Re: .ready and .done files considered harmful - Mailing list pgsql-hackers

From Bossart, Nathan
Subject Re: .ready and .done files considered harmful
Date
Msg-id 0121A337-A9EB-4512-AFEC-09037891CA92@amazon.com
Whole thread Raw
In response to Re: .ready and .done files considered harmful  (Robert Haas <robertmhaas@gmail.com>)
Responses Re: .ready and .done files considered harmful  (Dipesh Pandit <dipesh.pandit@gmail.com>)
List pgsql-hackers
On 8/24/21, 12:09 PM, "Robert Haas" <robertmhaas@gmail.com> wrote:
> I can't quite decide whether the problems we're worrying about here
> are real issues or just kind of hypothetical. I mean, today, it seems
> to be possible that we fail to mark some file ready for archiving,
> emit a log message, and then a huge amount of time could go by before
> we try again to mark it ready for archiving. Are the problems we're
> talking about here objectively worse than that, or just different? Is
> it a problem in practice, or just in theory?

If a .ready file is created out of order, the directory scan logic
will pick it up about as soon as possible based on its priority.  If
the archiver is keeping up relatively well, there's a good chance such
a file will have the highest archival priority and will be picked up
the next time the archiver looks for a file to archive.  With the
patch proposed in this thread, an out-of-order .ready file has no such
guarantee.  As long as the archiver never has to fall back to a
directory scan, it won't be archived.  The proposed patch handles the
case where RemoveOldXlogFiles() creates missing .ready files by
forcing a directory scan, but I'm not sure this is enough.  I think we
have to check the archiver state each time we create a .ready file to
see whether we're creating one out-of-order.
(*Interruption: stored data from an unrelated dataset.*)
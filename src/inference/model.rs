//! Serialized model artifact

use crate::error::{PredictorError, Result};
use crate::training::LinearRegression;
use serde::{Deserialize, Serialize};
use std::io::Write;
use std::path::Path;

/// File extension recognized for serialized models
pub const MODEL_FILE_EXTENSION: &str = ".pkl";

/// Whether a file name ends in the serialized-model extension (exact, case-sensitive)
pub fn has_model_extension(file_name: &str) -> bool {
    file_name.ends_with(MODEL_FILE_EXTENSION)
}

/// A fitted regression together with the layout of the features it expects
#[derive(Debug, Clone, Serialize, Deserialize)]
pub struct ProfitModel {
    pub name: String,
    /// Design matrix column names, in inference order
    pub feature_names: Vec<String>,
    /// Column that was one-hot encoded at fit time
    pub categorical_column: String,
    pub categories: Vec<String>,
    pub trained_at: String,
    pub regression: LinearRegression,
}

impl ProfitModel {
    pub fn new(
        name: String,
        feature_names: Vec<String>,
        categorical_column: String,
        categories: Vec<String>,
        regression: LinearRegression,
    ) -> Self {
        Self {
            name,
            feature_names,
            categorical_column,
            categories,
            trained_at: chrono::Utc::now().to_rfc3339(),
            regression,
        }
    }

    /// Number of features a sample must have
    pub fn n_features(&self) -> usize {
        self.regression.n_features().unwrap_or(self.feature_names.len())
    }

    /// Single-sample inference
    pub fn predict_one(&self, features: &[f64]) -> Result<f64> {
        self.regression
            .predict_one(features)
            .map_err(|e| PredictorError::InferenceError(e.to_string()))
    }

    pub fn to_bytes(&self) -> Result<Vec<u8>> {
        Ok(bincode::serialize(self)?)
    }

    /// Stream the bincode encoding into a writer
    pub fn write_to<W: Write>(&self, writer: W) -> Result<()> {
        bincode::serialize_into(writer, self)?;
        Ok(())
    }

    pub fn from_bytes(bytes: &[u8]) -> Result<Self> {
        let model: Self = bincode::deserialize(bytes)?;
        if !model.regression.is_fitted {
            return Err(PredictorError::ModelNotFitted);
        }
        Ok(model)
    }

    pub fn save(&self, path: impl AsRef<Path>) -> Result<()> {
        std::fs::write(path, self.to_bytes()?)?;
        Ok(())
    }

    pub fn load(path: impl AsRef<Path>) -> Result<Self> {
        let bytes = std::fs::read(path)?;
        Self::from_bytes(&bytes)
    }
}
//! Training engine implementation

use crate::error::{PredictorError, Result};
use crate::inference::ProfitModel;
use crate::preprocessing::OneHotEncoder;
use super::linear_models::LinearRegression;
use ndarray::{concatenate, Array1, Array2, Axis};
use polars::prelude::*;
use serde::{Deserialize, Serialize};
use std::time::Instant;
use tracing::debug;

/// Training configuration
#[derive(Debug, Clone, Serialize, Deserialize)]
pub struct TrainingConfig {
    /// Name stored in the model artifact
    pub model_name: String,
    pub fit_intercept: bool,
    /// L2 regularization, 0.0 for ordinary least squares
    pub alpha: f64,
}

impl TrainingConfig {
    pub fn new(model_name: impl Into<String>) -> Self {
        Self {
            model_name: model_name.into(),
            fit_intercept: true,
            alpha: 0.0,
        }
    }

    pub fn with_alpha(mut self, alpha: f64) -> Self {
        self.alpha = alpha;
        self
    }
}

/// Metrics computed on the training data
#[derive(Debug, Clone, Default, Serialize, Deserialize)]
pub struct ModelMetrics {
    pub mse: f64,
    pub mae: f64,
    pub r2: f64,
    pub training_time_secs: f64,
    pub n_features: usize,
    pub n_samples: usize,
}

impl ModelMetrics {
    fn compute_regression(y_true: &Array1<f64>, y_pred: &Array1<f64>) -> Self {
        let n = y_true.len().max(1) as f64;
        let residuals = y_pred - y_true;
        let mse = residuals.mapv(|v| v * v).sum() / n;
        let mae = residuals.mapv(f64::abs).sum() / n;

        let y_mean = y_true.mean().unwrap_or(0.0);
        let ss_tot = y_true.mapv(|v| (v - y_mean) * (v - y_mean)).sum();
        let r2 = if ss_tot == 0.0 { 1.0 } else { 1.0 - mse * n / ss_tot };

        Self {
            mse,
            mae,
            r2,
            ..Default::default()
        }
    }
}

/// Fits a linear regression on a table whose last column is the target and
/// whose last feature column is categorical.
///
/// The design matrix is `[one-hot(last feature) | remaining features]`.
pub struct TrainEngine {
    config: TrainingConfig,
    encoder: OneHotEncoder,
    categorical_column: String,
    feature_names: Vec<String>,
    model: Option<LinearRegression>,
    metrics: Option<ModelMetrics>,
}

impl TrainEngine {
    /// Create a new training engine
    pub fn new(config: TrainingConfig) -> Self {
        Self {
            config,
            encoder: OneHotEncoder::new(),
            categorical_column: String::new(),
            feature_names: Vec::new(),
            model: None,
            metrics: None,
        }
    }

    /// Fit the model to the data
    pub fn fit(&mut self, df: &DataFrame) -> Result<&mut Self> {
        let start = Instant::now();

        let (x, y) = self.prepare_data(df)?;

        let mut model = LinearRegression::new()
            .with_fit_intercept(self.config.fit_intercept)
            .with_alpha(self.config.alpha);
        model.fit(&x, &y)?;

        let y_pred = model.predict(&x)?;
        let mut metrics = ModelMetrics::compute_regression(&y, &y_pred);
        metrics.training_time_secs = start.elapsed().as_secs_f64();
        metrics.n_features = x.ncols();
        metrics.n_samples = x.nrows();

        debug!(
            model_name = %self.config.model_name,
            n_samples = metrics.n_samples,
            n_features = metrics.n_features,
            r2 = metrics.r2,
            "Linear regression fitted"
        );

        self.metrics = Some(metrics);
        self.model = Some(model);
        Ok(self)
    }

    /// Get training metrics
    pub fn metrics(&self) -> Option<&ModelMetrics> {
        self.metrics.as_ref()
    }

    /// Names of the design matrix columns, in order
    pub fn feature_names(&self) -> &[String] {
        &self.feature_names
    }

    /// Package the fitted regression into a serializable artifact
    pub fn into_model(self) -> Result<ProfitModel> {
        let regression = self.model.ok_or(PredictorError::ModelNotFitted)?;
        Ok(ProfitModel::new(
            self.config.model_name,
            self.feature_names,
            self.categorical_column,
            self.encoder.categories().to_vec(),
            regression,
        ))
    }

    fn prepare_data(&mut self, df: &DataFrame) -> Result<(Array2<f64>, Array1<f64>)> {
        if df.width() < 2 {
            return Err(PredictorError::DataError(format!(
                "Dataset needs at least one feature column and a target column, got {} column(s)",
                df.width()
            )));
        }
        if df.height() == 0 {
            return Err(PredictorError::DataError("Dataset has no rows".to_string()));
        }

        let names: Vec<String> = df
            .get_column_names()
            .iter()
            .map(|s| s.to_string())
            .collect();
        let (target_column, feature_columns) = names
            .split_last()
            .ok_or_else(|| PredictorError::DataError("Dataset has no columns".to_string()))?;
        let (categorical_column, passthrough_columns) = feature_columns
            .split_last()
            .ok_or_else(|| PredictorError::DataError("Dataset has no feature columns".to_string()))?;

        let categorical = df
            .column(categorical_column)
            .map_err(|_| PredictorError::FeatureNotFound(categorical_column.clone()))?
            .cast(&DataType::String)?;
        let encoded = self.encoder.fit_transform(&categorical)?;
        let numeric = Self::columns_to_array2(df, passthrough_columns)?;

        let x = concatenate(Axis(1), &[encoded.view(), numeric.view()])?;
        let y = Self::column_to_array1(df, target_column)?;

        self.categorical_column = categorical_column.clone();
        self.feature_names = self
            .encoder
            .feature_names()
            .into_iter()
            .chain(passthrough_columns.iter().cloned())
            .collect();

        Ok((x, y))
    }

    fn column_to_array1(df: &DataFrame, col_name: &str) -> Result<Array1<f64>> {
        let column = df
            .column(col_name)
            .map_err(|_| PredictorError::FeatureNotFound(col_name.to_string()))?;
        let column_f64 = column.cast(&DataType::Float64)?;

        // Non-numeric strings become nulls on cast
        if column_f64.null_count() > 0 {
            return Err(PredictorError::DataError(format!(
                "Column '{}' contains missing or non-numeric values",
                col_name
            )));
        }

        Ok(column_f64.f64()?.into_no_null_iter().collect())
    }

    /// Extract named columns into a row-major Array2<f64>.
    fn columns_to_array2(df: &DataFrame, col_names: &[String]) -> Result<Array2<f64>> {
        let col_data: Vec<Array1<f64>> = col_names
            .iter()
            .map(|name| Self::column_to_array1(df, name))
            .collect::<Result<_>>()?;

        Ok(Array2::from_shape_fn((df.height(), col_data.len()), |(r, c)| col_data[c][r]))
    }
}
While this may be an extremely rare problem in practice, archiving
something after the next checkpoint completes seems better than never
archiving it at all.  IMO this isn't an area where there is much space
to take risks.

> I really want to avoid getting backed into a corner where we decide
> that the status quo is the best we can do, because I'm pretty sure
> that has to be the wrong conclusion. If we think that
> get-a-bunch-of-files-per-readdir approach is better than the
> keep-trying-the-next-file approach, I mean that's OK with me; I just
> want to do something about this. I am not sure whether or not that's
> the right course of action.

I certainly think we can do better.  The get-a-bunch-of-files-per-
readdir approach can help us cut down on the directory scans by one or
two orders of magnitude, which is still a huge win.  Plus, such an
approach retains much of the resilience of the current implementation
(although there may be bit more delay for the special cases).

That being said, I still think the keep-trying-the-next-file approach
is worth exploring, but I think it's really important to consider that
there is no guarantee that a directory scan will happen anytime soon.